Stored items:
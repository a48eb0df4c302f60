//! Eager conversion entry points.
//!
//! [`convert`] is the synchronous core entry point: validate, transform,
//! measure. The file helpers wrap it with async I/O; [`convert_files`]
//! collects a whole batch, while [`crate::stream::convert_stream`] yields
//! results as files finish.

use crate::config::ConversionConfig;
use crate::error::CleanError;
use crate::output::{ConversionMetrics, ConversionOutput, FileResult};
use crate::pipeline::{self, classify};
use crate::stream::convert_stream;
use futures::StreamExt;
use std::path::{Path, PathBuf};
use std::time::Instant;
use tracing::{debug, info};

/// Clean one document.
///
/// This is the primary entry point for the library.
///
/// # Errors
/// - [`CleanError::EmptyDocument`] if `document` is empty
/// - [`CleanError::DocumentTooLarge`] if it exceeds
///   [`ConversionConfig::max_input_bytes`]
///
/// # Example
/// ```rust
/// use word_cleaner::{convert, ConversionConfig};
///
/// let output = convert(r#"<p class="MsoNormal">Hi<o:p></o:p></p>"#, &ConversionConfig::default()).unwrap();
/// assert_eq!(output.html, "<p>Hi</p>");
/// assert!(output.word_origin);
/// ```
pub fn convert(document: &str, config: &ConversionConfig) -> Result<ConversionOutput, CleanError> {
    if document.is_empty() {
        return Err(CleanError::EmptyDocument);
    }
    if document.len() > config.max_input_bytes {
        return Err(CleanError::DocumentTooLarge {
            size: document.len(),
            limit: config.max_input_bytes,
        });
    }

    let start = Instant::now();
    let word_origin = classify::looks_like_word_origin(document);
    let html = pipeline::transform(document, &config.options);
    let metrics = ConversionMetrics::new(
        document.len(),
        html.len(),
        start.elapsed().as_millis() as u64,
    );

    info!(
        level = %config.options.level,
        original = metrics.original_size,
        cleaned = metrics.cleaned_size,
        reduction = metrics.reduction_percentage,
        "Conversion complete in {}ms",
        metrics.processing_duration_ms
    );

    Ok(ConversionOutput {
        html,
        metrics,
        word_origin,
    })
}

/// Read and clean one file.
///
/// The transform runs on the blocking pool so large documents do not stall
/// the async runtime.
pub async fn convert_file(
    path: impl AsRef<Path>,
    config: &ConversionConfig,
) -> Result<ConversionOutput, CleanError> {
    let path = path.as_ref();
    let document = read_document(path).await?;
    debug!("Read {} bytes from {}", document.len(), path.display());

    let config = config.clone();
    tokio::task::spawn_blocking(move || convert(&document, &config))
        .await
        .map_err(|e| CleanError::Internal(format!("conversion task failed: {e}")))?
}

/// Clean a file and write the result to `output_path`.
///
/// Uses atomic write (temp file + rename) to prevent partial files.
pub async fn convert_to_file(
    input_path: impl AsRef<Path>,
    output_path: impl AsRef<Path>,
    config: &ConversionConfig,
) -> Result<ConversionMetrics, CleanError> {
    let output = convert_file(input_path, config).await?;
    write_output(output_path.as_ref(), &output.html).await?;
    Ok(output.metrics)
}

/// Clean many files concurrently and return every result, in input order.
///
/// Failures are per file: check [`FileResult::error`].
pub async fn convert_files(paths: Vec<PathBuf>, config: &ConversionConfig) -> Vec<FileResult> {
    let mut results: Vec<FileResult> = convert_stream(paths, config).collect().await;
    results.sort_by_key(|r| r.index);
    results
}

// ── Internal helpers ─────────────────────────────────────────────────────

pub(crate) async fn read_document(path: &Path) -> Result<String, CleanError> {
    let bytes = tokio::fs::read(path)
        .await
        .map_err(|e| CleanError::from_read(path.to_path_buf(), e))?;
    String::from_utf8(bytes).map_err(|_| CleanError::NotUtf8 {
        path: path.to_path_buf(),
    })
}

/// Write a cleaned document to `path`, creating parent directories.
///
/// Atomic write: write to a sibling temp file, then rename over `path`.
pub async fn write_output(path: &Path, html: &str) -> Result<(), CleanError> {
    let write_err = |e| CleanError::OutputWriteFailed {
        path: path.to_path_buf(),
        source: e,
    };

    if let Some(parent) = path.parent().filter(|p| !p.as_os_str().is_empty()) {
        tokio::fs::create_dir_all(parent).await.map_err(write_err)?;
    }

    let mut tmp_name = path.as_os_str().to_owned();
    tmp_name.push(".tmp");
    let tmp_path = PathBuf::from(tmp_name);

    tokio::fs::write(&tmp_path, html).await.map_err(write_err)?;
    tokio::fs::rename(&tmp_path, path).await.map_err(write_err)?;
    Ok(())
}

#[cfg(test)]
mod tests {
    use super::*;
    use crate::config::CleanupLevel;

    #[test]
    fn empty_document_is_an_error() {
        let err = convert("", &ConversionConfig::default()).unwrap_err();
        assert!(matches!(err, CleanError::EmptyDocument));
    }

    #[test]
    fn size_limit_is_inclusive() {
        let config = ConversionConfig::builder().max_input_bytes(8).build().unwrap();
        assert!(convert("<p>x</p>", &config).is_ok());
        let err = convert("<p>xy</p>", &config).unwrap_err();
        assert!(matches!(
            err,
            CleanError::DocumentTooLarge { size: 9, limit: 8 }
        ));
    }

    #[test]
    fn metrics_are_byte_counts() {
        let config = ConversionConfig::builder()
            .level(CleanupLevel::Aggressive)
            .build()
            .unwrap();
        let input = r#"<div class=WordSection1><p class=MsoNormal style="mso-list:l0">é</p></div>"#;
        let out = convert(input, &config).unwrap();
        assert_eq!(out.html, "<p>é</p>");
        assert_eq!(out.metrics.original_size, input.len());
        assert_eq!(out.metrics.cleaned_size, 9);
        assert!(out.metrics.reduction_percentage > 80);
        assert!(out.word_origin);
    }

    #[test]
    fn plain_html_is_not_word_origin() {
        let out = convert("<p>Hello</p>", &ConversionConfig::default()).unwrap();
        assert_eq!(out.html, "<p>Hello</p>");
        assert!(!out.word_origin);
        assert_eq!(out.metrics.reduction_percentage, 0);
    }
}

* Your objective
Pick out the lines above containing the word "helpers", then copy them.

* Answer for the task
//! measure. The file helpers wrap it with async I/O; [`convert_files`]
// ── Internal helpers ─────────────────────────────────────────────────────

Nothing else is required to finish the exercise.